Elle ne s'exprimait qu'avec difficulté, mais une lucidité fulgurante couvait sous ses silences qui le désarmaient.
Elle portait dans ses yeux et dans ses mains qui parlaient avec une rapidité phénoménale toutes les contradictions de ce pays d'origine dont il ignorait tout, ce royaume qu'elle ne voulait lui dévoiler.
Elle ne correspondait en rien à ce qu'il pensait rechercher, elle aurait du mal à s'adapter, elle était un peu originale, et pourtant il lui semblait que c'était elle dont il avait vraiment besoin.
Que son équilibre pourrait être dans le déséquilibre de cette nymphe venue d'ailleurs.


Alors il se ravisa, se changea et retourna au spa.

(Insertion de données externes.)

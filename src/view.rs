//! Zoom and pan handling for the maze viewport.
//!
//! Nothing in here feeds back into gameplay. The view only decides where each maze cell lands
//! on screen, so collision, generation and pathfinding never see it.

use crate::maze::Position;

/// Factor applied by a single zoom-in or zoom-out event.
pub const ZOOM_STEP: f64 = 1.1;
/// Smallest zoom factor.
pub const MIN_ZOOM: f64 = 0.5;
/// Largest zoom factor.
pub const MAX_ZOOM: f64 = 3.0;

/// A 2D offset or point in screen units.
#[derive(Clone, Copy, Debug, Default, PartialEq)]
pub struct Offset {
    /// Horizontal component.
    pub x: f64,
    /// Vertical component.
    pub y: f64,
}

impl Offset {
    /// Builds an offset from its components.
    #[must_use]
    pub const fn new(x: f64, y: f64) -> Self {
        Self { x, y }
    }
}

/// Anchor recorded when a drag gesture starts.
#[derive(Clone, Copy, Debug, PartialEq)]
struct Drag {
    /// Pointer position at drag start.
    pointer: Offset,
    /// Pan offset at drag start.
    pan: Offset,
}

/// Render-only view parameters of a session.
#[derive(Clone, Copy, Debug, PartialEq)]
pub struct ViewState {
    /// Current zoom factor, always within [`MIN_ZOOM`]..=[`MAX_ZOOM`].
    zoom: f64,
    /// Accumulated pan offset.
    pan: Offset,
    /// Active drag gesture, if any.
    drag: Option<Drag>,
}

impl Default for ViewState {
    fn default() -> Self {
        Self::new()
    }
}

impl ViewState {
    /// Unzoomed, unpanned view.
    #[must_use]
    pub const fn new() -> Self {
        Self {
            zoom: 1.0,
            pan: Offset::new(0.0, 0.0),
            drag: None,
        }
    }

    /// Restores a view from stored values.
    ///
    /// A zoom factor outside the accepted range falls back to 1.0 instead of being clamped, since
    /// it can only come from a damaged record.
    #[must_use]
    pub fn restore(zoom: f64, pan: Offset) -> Self {
        let zoom = if (MIN_ZOOM..=MAX_ZOOM).contains(&zoom) {
            zoom
        } else {
            1.0
        };

        Self {
            zoom,
            pan,
            drag: None,
        }
    }

    /// Current zoom factor.
    #[must_use]
    pub const fn zoom(&self) -> f64 {
        self.zoom
    }

    /// Current pan offset.
    #[must_use]
    pub const fn pan(&self) -> Offset {
        self.pan
    }

    /// Whether a drag gesture is in progress.
    #[must_use]
    pub const fn is_dragging(&self) -> bool {
        self.drag.is_some()
    }

    /// Multiplies the zoom by [`ZOOM_STEP`], up to [`MAX_ZOOM`].
    pub fn zoom_in(&mut self) {
        self.zoom = (self.zoom * ZOOM_STEP).min(MAX_ZOOM);
    }

    /// Divides the zoom by [`ZOOM_STEP`], down to [`MIN_ZOOM`].
    pub fn zoom_out(&mut self) {
        self.zoom = (self.zoom / ZOOM_STEP).max(MIN_ZOOM);
    }

    /// Anchors a drag gesture at `pointer`.
    pub fn begin_drag(&mut self, pointer: Offset) {
        self.drag = Some(Drag {
            pointer,
            pan: self.pan,
        });
    }

    /// Moves the pan so that it follows the pointer relative to the drag anchor.
    ///
    /// Pointer motion outside of a drag gesture is ignored.
    pub fn drag_to(&mut self, pointer: Offset) {
        if let Some(drag) = self.drag {
            self.pan = Offset::new(
                drag.pan.x + pointer.x - drag.pointer.x,
                drag.pan.y + pointer.y - drag.pointer.y,
            );
        }
    }

    /// Ends the current drag gesture, keeping the pan where it is.
    pub fn end_drag(&mut self) {
        self.drag = None;
    }

    /// Returns to the unzoomed, unpanned view.
    pub fn reset(&mut self) {
        *self = Self::new();
    }
}

/// Size of one maze cell in screen units at zoom 1.0.
#[derive(Clone, Copy, Debug, PartialEq)]
pub struct CellSize {
    /// Horizontal extent.
    pub width: f64,
    /// Vertical extent.
    pub height: f64,
}

impl CellSize {
    /// Terminal cells are roughly twice as tall as they are wide, so a square maze cell spans two
    /// columns and one row.
    pub const TERMINAL: Self = Self {
        width: 2.0,
        height: 1.0,
    };
}

/// Destination rectangle of a maze cell, in screen units.
#[derive(Clone, Copy, Debug, PartialEq)]
pub struct CellRect {
    /// Left edge.
    pub x: f64,
    /// Top edge.
    pub y: f64,
    /// Horizontal extent.
    pub width: f64,
    /// Vertical extent.
    pub height: f64,
}

/// Mapping from maze cells to screen rectangles.
///
/// The transform is a plain function of the zoom factor, the pan offset, the cell size and the
/// screen position of the maze origin.
#[derive(Clone, Copy, Debug, PartialEq)]
pub struct ViewTransform {
    /// Zoom factor.
    zoom: f64,
    /// Pan offset added to the origin.
    pan: Offset,
    /// Unzoomed cell size.
    cell: CellSize,
    /// Screen position of cell (0, 0) before panning.
    origin: Offset,
}

impl ViewTransform {
    /// Builds a transform with an explicit origin.
    #[must_use]
    pub const fn new(view: &ViewState, cell: CellSize, origin: Offset) -> Self {
        Self {
            zoom: view.zoom,
            pan: view.pan,
            cell,
            origin,
        }
    }

    /// Builds a transform that centres a `columns` by `rows` maze in a viewport before applying
    /// the pan offset.
    #[must_use]
    pub fn centered(
        view: &ViewState,
        cell: CellSize,
        (columns, rows): (usize, usize),
        viewport: CellRect,
    ) -> Self {
        let extent_x = columns as f64 * cell.width * view.zoom;
        let extent_y = rows as f64 * cell.height * view.zoom;
        let origin = Offset::new(
            viewport.x + ((viewport.width - extent_x) / 2.0).floor(),
            viewport.y + ((viewport.height - extent_y) / 2.0).floor(),
        );

        Self::new(view, cell, origin)
    }

    /// Destination rectangle of the cell at `pos`.
    #[must_use]
    pub fn cell_rect(&self, pos: Position) -> CellRect {
        let width = self.cell.width * self.zoom;
        let height = self.cell.height * self.zoom;

        CellRect {
            x: self.origin.x + self.pan.x + pos.x as f64 * width,
            y: self.origin.y + self.pan.y + pos.y as f64 * height,
            width,
            height,
        }
    }
}

#[cfg(test)]
mod tests {
    use super::*;

    /// Tolerance for floating point comparisons.
    const EPSILON: f64 = 1e-9;

    /// Asserts two floats are equal within [`EPSILON`].
    fn assert_close(actual: f64, expected: f64) {
        assert!(
            (actual - expected).abs() < EPSILON,
            "expected {expected}, got {actual}"
        );
    }

    #[test]
    fn test_default_view() {
        let view = ViewState::default();

        assert_close(view.zoom(), 1.0);
        assert_eq!(view.pan(), Offset::default());
        assert!(!view.is_dragging());
    }

    #[test]
    fn test_five_zoom_ins_stay_below_limit() {
        let mut view = ViewState::new();
        for _ in 0..5 {
            view.zoom_in();
        }

        assert_close(view.zoom(), MAX_ZOOM.min(ZOOM_STEP.powi(5)));
        assert_close(view.zoom(), 1.610_51);
    }

    #[test]
    fn test_zoom_is_clamped() {
        let mut view = ViewState::new();
        for _ in 0..30 {
            view.zoom_in();
        }
        assert_close(view.zoom(), MAX_ZOOM);

        for _ in 0..60 {
            view.zoom_out();
        }
        assert_close(view.zoom(), MIN_ZOOM);
    }

    #[test]
    fn test_zoom_in_then_out_returns_to_start() {
        let mut view = ViewState::new();
        view.zoom_in();
        view.zoom_out();

        assert_close(view.zoom(), 1.0);
    }

    #[test]
    fn test_drag_pans_relative_to_anchor() {
        let mut view = ViewState::restore(1.0, Offset::new(10.0, -4.0));

        view.begin_drag(Offset::new(50.0, 50.0));
        view.drag_to(Offset::new(53.0, 48.0));
        view.drag_to(Offset::new(60.0, 45.0));

        assert_eq!(view.pan(), Offset::new(20.0, -9.0));

        view.end_drag();
        view.drag_to(Offset::new(0.0, 0.0));

        assert_eq!(view.pan(), Offset::new(20.0, -9.0), "motion after release is ignored");
    }

    #[test]
    fn test_restore_rejects_out_of_range_zoom() {
        assert_close(ViewState::restore(7.5, Offset::default()).zoom(), 1.0);
        assert_close(ViewState::restore(0.1, Offset::default()).zoom(), 1.0);
        assert_close(ViewState::restore(2.0, Offset::default()).zoom(), 2.0);
    }

    #[test]
    fn test_reset_clears_zoom_and_pan() {
        let mut view = ViewState::new();
        view.zoom_in();
        view.begin_drag(Offset::new(0.0, 0.0));
        view.drag_to(Offset::new(5.0, 5.0));

        view.reset();

        assert_eq!(view, ViewState::new());
    }

    #[test]
    fn test_cell_rect_applies_zoom_and_pan() {
        let view = ViewState::restore(2.0, Offset::new(3.0, 1.0));
        let transform = ViewTransform::new(&view, CellSize::TERMINAL, Offset::new(10.0, 5.0));

        let rect = transform.cell_rect(Position::new(2, 3));

        assert_close(rect.x, 10.0 + 3.0 + 2.0 * 4.0);
        assert_close(rect.y, 5.0 + 1.0 + 3.0 * 2.0);
        assert_close(rect.width, 4.0);
        assert_close(rect.height, 2.0);
    }

    #[test]
    fn test_centered_transform() {
        let view = ViewState::new();
        let viewport = CellRect {
            x: 0.0,
            y: 0.0,
            width: 80.0,
            height: 24.0,
        };
        let transform = ViewTransform::centered(&view, CellSize::TERMINAL, (21, 21), viewport);

        let first = transform.cell_rect(Position::new(0, 0));
        let last = transform.cell_rect(Position::new(20, 20));

        assert_close(first.x, 19.0);
        assert_close(first.y, 1.0);
        assert_close(last.x + last.width, 61.0);
        assert_close(last.y + last.height, 22.0);
    }
}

Il pouvait entendre Oriane chanter de son bain, l'attirant encore plus vivement vers elle.
Quand il ouvrit la porte du jacuzzi, elle le regarda effrayée.
Et d'un regard, Augustin comprit son monde de silence.
Ses petites et fines jambes étaient devenues une incroyable nageoire aux écailles moirées.
Tout avait un sens.

Loreleï qui l'attira à sa perdition elle était, il en ferait son Ondine sans laquelle il lui serait désormais impossible de respirer.